_Saved entries_

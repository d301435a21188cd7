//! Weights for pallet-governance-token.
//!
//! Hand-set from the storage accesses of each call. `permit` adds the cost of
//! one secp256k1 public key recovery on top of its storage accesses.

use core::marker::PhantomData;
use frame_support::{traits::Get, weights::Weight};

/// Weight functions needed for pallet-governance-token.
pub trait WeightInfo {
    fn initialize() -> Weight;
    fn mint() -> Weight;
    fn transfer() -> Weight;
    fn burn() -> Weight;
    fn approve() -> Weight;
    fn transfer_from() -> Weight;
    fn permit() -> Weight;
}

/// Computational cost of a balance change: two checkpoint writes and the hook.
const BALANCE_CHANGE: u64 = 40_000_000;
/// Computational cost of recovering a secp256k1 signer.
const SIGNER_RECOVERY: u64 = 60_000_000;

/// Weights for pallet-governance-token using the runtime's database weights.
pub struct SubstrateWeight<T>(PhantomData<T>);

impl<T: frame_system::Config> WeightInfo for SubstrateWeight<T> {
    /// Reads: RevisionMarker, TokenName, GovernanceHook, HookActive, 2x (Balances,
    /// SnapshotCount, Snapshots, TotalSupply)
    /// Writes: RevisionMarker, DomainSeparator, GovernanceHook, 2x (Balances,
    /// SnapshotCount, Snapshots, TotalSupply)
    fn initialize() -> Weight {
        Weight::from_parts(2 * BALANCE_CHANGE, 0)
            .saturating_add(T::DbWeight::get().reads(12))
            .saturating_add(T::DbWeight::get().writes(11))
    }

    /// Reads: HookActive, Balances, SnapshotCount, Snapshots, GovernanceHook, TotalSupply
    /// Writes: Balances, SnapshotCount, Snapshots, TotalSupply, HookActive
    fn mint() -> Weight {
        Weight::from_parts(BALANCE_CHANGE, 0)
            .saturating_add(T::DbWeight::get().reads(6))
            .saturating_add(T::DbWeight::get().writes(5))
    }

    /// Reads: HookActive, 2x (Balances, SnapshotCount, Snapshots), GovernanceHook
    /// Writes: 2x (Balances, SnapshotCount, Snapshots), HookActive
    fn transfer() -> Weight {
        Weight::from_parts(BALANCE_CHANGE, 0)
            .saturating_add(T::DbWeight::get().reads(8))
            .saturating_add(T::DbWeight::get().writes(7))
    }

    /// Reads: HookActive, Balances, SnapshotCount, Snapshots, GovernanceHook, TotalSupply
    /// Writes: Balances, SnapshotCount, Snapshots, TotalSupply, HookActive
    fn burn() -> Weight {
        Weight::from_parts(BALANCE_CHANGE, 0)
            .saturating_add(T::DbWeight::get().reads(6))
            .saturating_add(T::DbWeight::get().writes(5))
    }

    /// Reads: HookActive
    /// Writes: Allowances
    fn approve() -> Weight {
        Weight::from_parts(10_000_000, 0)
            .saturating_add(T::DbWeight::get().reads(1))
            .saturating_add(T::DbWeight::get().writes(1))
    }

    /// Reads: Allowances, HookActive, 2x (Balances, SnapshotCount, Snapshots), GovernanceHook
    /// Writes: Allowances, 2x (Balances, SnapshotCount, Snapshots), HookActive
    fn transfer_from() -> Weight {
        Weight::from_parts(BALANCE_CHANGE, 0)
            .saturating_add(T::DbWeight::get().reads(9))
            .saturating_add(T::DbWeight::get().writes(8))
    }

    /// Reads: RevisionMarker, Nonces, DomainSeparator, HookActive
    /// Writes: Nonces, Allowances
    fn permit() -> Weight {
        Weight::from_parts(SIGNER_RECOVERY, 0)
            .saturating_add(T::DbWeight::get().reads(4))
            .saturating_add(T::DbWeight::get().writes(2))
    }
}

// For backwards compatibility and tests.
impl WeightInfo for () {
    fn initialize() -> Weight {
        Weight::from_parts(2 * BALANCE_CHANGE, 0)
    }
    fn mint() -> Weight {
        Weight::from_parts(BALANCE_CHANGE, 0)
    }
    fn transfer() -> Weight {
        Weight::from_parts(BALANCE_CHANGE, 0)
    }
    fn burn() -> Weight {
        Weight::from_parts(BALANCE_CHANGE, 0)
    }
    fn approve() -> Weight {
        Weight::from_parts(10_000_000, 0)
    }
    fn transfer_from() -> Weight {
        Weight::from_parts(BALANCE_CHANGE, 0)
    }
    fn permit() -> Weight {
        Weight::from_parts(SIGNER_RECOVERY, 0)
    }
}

_Work instructions_
The lines above that hold "accesses" are the result; show every one of them.

_Exercise output_
//! Hand-set from the storage accesses of each call. `permit` adds the cost of
//! one secp256k1 public key recovery on top of its storage accesses.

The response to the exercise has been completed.